Provided entries:
········

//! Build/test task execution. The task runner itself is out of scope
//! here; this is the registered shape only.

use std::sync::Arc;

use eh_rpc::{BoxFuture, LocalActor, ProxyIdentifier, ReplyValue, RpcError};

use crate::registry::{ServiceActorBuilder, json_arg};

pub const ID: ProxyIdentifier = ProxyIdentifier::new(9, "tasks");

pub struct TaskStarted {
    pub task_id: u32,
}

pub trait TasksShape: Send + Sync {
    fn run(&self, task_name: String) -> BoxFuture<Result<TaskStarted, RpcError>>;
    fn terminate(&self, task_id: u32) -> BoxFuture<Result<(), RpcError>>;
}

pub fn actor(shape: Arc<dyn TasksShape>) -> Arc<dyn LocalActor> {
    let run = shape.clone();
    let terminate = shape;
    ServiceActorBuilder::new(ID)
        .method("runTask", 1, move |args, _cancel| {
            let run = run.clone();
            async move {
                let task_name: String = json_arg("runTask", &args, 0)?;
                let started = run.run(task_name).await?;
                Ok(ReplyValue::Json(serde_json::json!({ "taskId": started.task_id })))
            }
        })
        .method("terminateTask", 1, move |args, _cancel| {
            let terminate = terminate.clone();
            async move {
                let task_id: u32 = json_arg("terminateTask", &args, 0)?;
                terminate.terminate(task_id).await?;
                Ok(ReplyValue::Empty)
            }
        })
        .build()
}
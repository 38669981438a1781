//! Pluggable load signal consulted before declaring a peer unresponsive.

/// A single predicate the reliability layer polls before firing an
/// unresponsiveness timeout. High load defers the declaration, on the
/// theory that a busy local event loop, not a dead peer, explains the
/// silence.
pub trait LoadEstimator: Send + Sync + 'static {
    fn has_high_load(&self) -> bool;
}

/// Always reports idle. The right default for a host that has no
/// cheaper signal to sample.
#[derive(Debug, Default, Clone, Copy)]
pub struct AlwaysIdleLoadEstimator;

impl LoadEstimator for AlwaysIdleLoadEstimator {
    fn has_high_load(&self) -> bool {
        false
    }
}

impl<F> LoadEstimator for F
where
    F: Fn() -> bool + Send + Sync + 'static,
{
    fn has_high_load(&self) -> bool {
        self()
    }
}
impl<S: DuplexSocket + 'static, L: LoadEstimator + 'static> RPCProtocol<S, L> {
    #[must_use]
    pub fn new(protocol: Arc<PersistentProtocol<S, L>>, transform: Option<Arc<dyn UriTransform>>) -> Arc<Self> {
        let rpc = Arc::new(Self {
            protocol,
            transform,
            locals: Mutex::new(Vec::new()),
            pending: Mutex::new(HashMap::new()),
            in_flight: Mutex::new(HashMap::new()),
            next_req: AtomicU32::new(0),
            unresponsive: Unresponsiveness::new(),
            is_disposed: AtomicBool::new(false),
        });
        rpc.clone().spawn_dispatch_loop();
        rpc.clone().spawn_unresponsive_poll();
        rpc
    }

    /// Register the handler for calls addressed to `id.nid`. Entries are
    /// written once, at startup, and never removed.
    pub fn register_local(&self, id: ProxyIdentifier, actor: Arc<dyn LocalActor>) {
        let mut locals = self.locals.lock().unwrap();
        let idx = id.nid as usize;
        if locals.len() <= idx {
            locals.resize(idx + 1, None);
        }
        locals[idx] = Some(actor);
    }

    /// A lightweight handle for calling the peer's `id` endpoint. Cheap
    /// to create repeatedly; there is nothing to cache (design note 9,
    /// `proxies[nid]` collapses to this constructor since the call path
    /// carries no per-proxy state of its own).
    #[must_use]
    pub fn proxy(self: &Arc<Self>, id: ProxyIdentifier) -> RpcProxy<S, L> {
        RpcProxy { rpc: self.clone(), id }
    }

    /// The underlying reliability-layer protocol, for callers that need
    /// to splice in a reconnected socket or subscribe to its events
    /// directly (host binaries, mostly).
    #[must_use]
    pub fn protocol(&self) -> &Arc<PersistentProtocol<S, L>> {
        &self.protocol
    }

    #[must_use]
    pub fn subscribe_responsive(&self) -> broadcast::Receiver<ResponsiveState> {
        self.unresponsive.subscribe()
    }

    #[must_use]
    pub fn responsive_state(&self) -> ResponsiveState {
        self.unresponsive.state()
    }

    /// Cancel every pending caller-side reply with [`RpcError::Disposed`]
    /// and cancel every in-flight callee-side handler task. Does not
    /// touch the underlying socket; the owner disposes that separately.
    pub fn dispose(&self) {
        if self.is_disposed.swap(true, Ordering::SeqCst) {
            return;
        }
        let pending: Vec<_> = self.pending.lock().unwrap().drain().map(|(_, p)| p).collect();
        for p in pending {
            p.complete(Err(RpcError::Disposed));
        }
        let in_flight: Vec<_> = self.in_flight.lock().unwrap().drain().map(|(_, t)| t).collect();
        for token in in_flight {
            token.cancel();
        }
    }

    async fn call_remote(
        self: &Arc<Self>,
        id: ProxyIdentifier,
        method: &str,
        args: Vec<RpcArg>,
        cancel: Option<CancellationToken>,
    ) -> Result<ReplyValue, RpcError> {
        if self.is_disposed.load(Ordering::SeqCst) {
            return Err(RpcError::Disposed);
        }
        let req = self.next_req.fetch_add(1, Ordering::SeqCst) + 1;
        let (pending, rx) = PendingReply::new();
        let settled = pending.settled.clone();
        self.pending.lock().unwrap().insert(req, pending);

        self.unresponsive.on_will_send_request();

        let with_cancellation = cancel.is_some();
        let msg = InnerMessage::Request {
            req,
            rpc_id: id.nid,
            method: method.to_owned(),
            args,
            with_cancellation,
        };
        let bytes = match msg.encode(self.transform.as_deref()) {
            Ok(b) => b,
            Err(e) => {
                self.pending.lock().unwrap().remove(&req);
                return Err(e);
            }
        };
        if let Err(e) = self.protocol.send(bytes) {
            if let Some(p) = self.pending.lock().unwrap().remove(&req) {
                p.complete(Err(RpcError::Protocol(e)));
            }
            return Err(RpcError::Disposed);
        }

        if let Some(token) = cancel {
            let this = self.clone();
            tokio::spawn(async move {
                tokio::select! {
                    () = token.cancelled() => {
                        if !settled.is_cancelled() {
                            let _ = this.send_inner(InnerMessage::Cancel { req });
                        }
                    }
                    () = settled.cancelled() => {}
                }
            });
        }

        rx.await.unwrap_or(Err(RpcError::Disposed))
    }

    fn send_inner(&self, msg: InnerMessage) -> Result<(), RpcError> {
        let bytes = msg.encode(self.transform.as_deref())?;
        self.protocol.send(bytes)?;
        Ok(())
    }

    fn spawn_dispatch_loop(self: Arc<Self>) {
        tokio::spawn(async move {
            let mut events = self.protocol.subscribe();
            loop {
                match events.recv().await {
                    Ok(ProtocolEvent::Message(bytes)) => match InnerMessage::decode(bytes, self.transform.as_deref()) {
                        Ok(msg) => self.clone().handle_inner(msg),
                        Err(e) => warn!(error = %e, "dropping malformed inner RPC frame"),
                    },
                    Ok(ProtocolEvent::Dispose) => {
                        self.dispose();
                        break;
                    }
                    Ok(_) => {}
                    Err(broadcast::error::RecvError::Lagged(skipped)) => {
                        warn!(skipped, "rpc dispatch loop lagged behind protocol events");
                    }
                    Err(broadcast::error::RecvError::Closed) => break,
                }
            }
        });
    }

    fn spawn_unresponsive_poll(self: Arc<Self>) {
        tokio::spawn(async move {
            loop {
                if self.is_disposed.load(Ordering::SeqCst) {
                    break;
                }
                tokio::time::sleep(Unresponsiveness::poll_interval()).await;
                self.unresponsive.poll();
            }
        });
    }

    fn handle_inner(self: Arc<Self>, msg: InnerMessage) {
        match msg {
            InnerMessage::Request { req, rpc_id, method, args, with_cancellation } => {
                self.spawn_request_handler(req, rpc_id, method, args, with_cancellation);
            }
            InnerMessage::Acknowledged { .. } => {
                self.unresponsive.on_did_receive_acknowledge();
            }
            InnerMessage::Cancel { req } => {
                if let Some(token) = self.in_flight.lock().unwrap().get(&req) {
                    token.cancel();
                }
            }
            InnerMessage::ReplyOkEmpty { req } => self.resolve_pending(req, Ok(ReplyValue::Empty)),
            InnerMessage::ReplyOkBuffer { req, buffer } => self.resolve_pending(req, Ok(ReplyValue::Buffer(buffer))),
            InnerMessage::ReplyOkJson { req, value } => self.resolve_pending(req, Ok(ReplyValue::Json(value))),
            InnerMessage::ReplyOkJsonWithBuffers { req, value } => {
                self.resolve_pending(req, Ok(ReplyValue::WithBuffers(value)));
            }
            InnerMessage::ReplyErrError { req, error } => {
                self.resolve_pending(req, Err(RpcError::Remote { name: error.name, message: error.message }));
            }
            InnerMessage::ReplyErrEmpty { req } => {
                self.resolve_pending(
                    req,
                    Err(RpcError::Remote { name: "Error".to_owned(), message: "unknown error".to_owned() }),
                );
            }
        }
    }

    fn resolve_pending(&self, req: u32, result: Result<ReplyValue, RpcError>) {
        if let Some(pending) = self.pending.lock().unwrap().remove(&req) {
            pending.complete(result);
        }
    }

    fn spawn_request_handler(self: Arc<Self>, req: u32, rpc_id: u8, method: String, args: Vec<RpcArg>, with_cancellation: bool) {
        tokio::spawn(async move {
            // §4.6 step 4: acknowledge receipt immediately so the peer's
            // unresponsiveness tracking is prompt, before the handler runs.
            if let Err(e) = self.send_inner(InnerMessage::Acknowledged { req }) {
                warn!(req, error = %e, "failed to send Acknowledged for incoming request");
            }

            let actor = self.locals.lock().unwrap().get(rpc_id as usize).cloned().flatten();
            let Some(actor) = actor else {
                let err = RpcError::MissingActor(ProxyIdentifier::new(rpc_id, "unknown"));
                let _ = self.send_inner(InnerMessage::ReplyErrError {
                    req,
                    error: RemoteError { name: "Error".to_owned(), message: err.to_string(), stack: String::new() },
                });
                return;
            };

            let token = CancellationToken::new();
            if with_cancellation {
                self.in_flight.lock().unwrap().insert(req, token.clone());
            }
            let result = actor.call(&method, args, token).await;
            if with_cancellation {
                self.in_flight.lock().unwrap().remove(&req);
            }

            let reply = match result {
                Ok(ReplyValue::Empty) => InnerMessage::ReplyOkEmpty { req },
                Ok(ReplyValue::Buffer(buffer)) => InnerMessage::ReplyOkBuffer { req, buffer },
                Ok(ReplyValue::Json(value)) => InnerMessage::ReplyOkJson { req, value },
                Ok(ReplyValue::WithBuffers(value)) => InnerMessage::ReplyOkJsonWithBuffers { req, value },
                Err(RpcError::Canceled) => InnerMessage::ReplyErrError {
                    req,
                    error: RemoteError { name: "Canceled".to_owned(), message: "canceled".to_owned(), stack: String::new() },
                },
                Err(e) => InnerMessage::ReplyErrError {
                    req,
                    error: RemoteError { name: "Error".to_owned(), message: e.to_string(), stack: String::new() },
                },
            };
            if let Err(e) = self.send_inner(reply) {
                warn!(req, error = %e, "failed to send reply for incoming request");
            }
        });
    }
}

········

What you are asked to do: Show each line of the material where the word "String" occurs.

Written response:
    fn run(&self, task_name: String) -> BoxFuture<Result<TaskStarted, RpcError>>;
                let task_name: String = json_arg("runTask", &args, 0)?;
    fn spawn_request_handler(self: Arc<Self>, req: u32, rpc_id: u8, method: String, args: Vec<RpcArg>, with_cancellation: bool) {
                    error: RemoteError { name: "Error".to_owned(), message: err.to_string(), stack: String::new() },
                    error: RemoteError { name: "Canceled".to_owned(), message: "canceled".to_owned(), stack: String::new() },
                    error: RemoteError { name: "Error".to_owned(), message: e.to_string(), stack: String::new() },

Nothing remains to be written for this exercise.